There is a pay offer of more than 5% on the table with the CWU, though the company has announced an “unconditional” 2% increase to take effect in July following a failure to reach an agreement over a rise linked to changes in terms.

Mr Thompson told Ian King Live the decision to bring in the increase was taken after talks with the union were “exhausted”, as staff deserved help with the rising cost of living now.

“Next week… we will be back in the room with the CWU talking about the change and let’s just be clear on this: what we’ve put on the table was a 5.5% pay increase – the 2% unconditional we’ve now paid,” he explained.

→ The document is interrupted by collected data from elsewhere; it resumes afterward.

//! Simulation configuration.

use crate::core::config::GameConfig;
use crate::core::constants::{DEFAULT_FLOOR_HEIGHT, DEFAULT_FLOOR_WIDTH, DEFAULT_MAX_FLOOR};

/// Configuration for a simulation run.
#[derive(Debug, Clone)]
pub struct SimConfig {
    /// Number of games to play
    pub num_runs: u32,

    /// Random seed for reproducibility (None = random)
    pub seed: Option<u64>,

    pub width: usize,
    pub height: usize,

    /// Deepest floor a run may reach before it counts as escaped
    pub max_floor: u32,

    /// Explore commands per run before the autopilot gives up and quits
    pub max_steps_per_run: u32,

    /// Log verbosity (0 = silent, 1 = summary, 2 = per run)
    pub verbosity: u8,
}

impl Default for SimConfig {
    fn default() -> Self {
        Self {
            num_runs: 1000,
            seed: None,
            width: DEFAULT_FLOOR_WIDTH,
            height: DEFAULT_FLOOR_HEIGHT,
            max_floor: DEFAULT_MAX_FLOOR,
            max_steps_per_run: 5_000,
            verbosity: 1,
        }
    }
}

impl SimConfig {
    /// Quick config for checking the first few floors.
    pub fn quick(max_floor: u32) -> Self {
        Self {
            num_runs: 100,
            max_floor,
            ..Default::default()
        }
    }

    /// The game settings each simulated session runs under.
    pub fn game_config(&self) -> GameConfig {
        GameConfig {
            width: self.width,
            height: self.height,
            max_floor: self.max_floor,
            seed: None,
            ..GameConfig::default()
        }
    }
}
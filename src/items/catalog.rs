//! Fixed shop stock.

use super::types::{Gear, Item, Weapon};

/// The shop's wares, in menu order. Each purchase hands out a fresh copy.
pub fn shop_catalog() -> Vec<Gear> {
    vec![
        Item::health_potion().into(),
        Weapon::new("Sword", "A sharp sword", 10, 15, 40).into(),
        Weapon::new("Axe", "A heavy axe", 12, 18, 65).into(),
        Weapon::new("Dagger", "A quick dagger", 8, 12, 35).into(),
        Weapon::new("Warhammer", "Crushes armor and bone", 14, 22, 85).into(),
        Weapon::new("Rapier", "A slender, piercing blade", 9, 17, 50).into(),
        Weapon::new("Flame Blade", "Glows with searing heat", 13, 20, 95).into(),
    ]
}

#[cfg(test)]
mod tests {
    use super::*;

    #[test]
    fn test_catalog_starts_with_potion() {
        let catalog = shop_catalog();
        assert_eq!(catalog.len(), 7);
        assert_eq!(catalog[0].name(), "Health Potion");
        assert_eq!(catalog[0].price(), 10);
    }

    #[test]
    fn test_catalog_weapons_are_sane() {
        for gear in shop_catalog() {
            if let Some(w) = gear.as_weapon() {
                assert!(w.min_damage <= w.max_damage, "{} has inverted range", w.name);
                assert!(w.price > 0);
                assert!(w.effect.is_none());
            }
        }
    }
}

“We would really love to sit down and discuss in a very positive way the changes that are required so that we can compete in the market.”

He added that as part of the 5.5% pay proposal there was a 2% “above and beyond” bonus scheme.

On the prospect of further increases in parcel and first class stamp costs – which have risen by 4% and to 95p, respectively, this year – Mr Thompson said he could not rule out rises this year.

But he explained that while Royal Mail had already had to charge more because of rising costs for things such as power and fuel, it was also important that it maintained its competitiveness for partner retailers.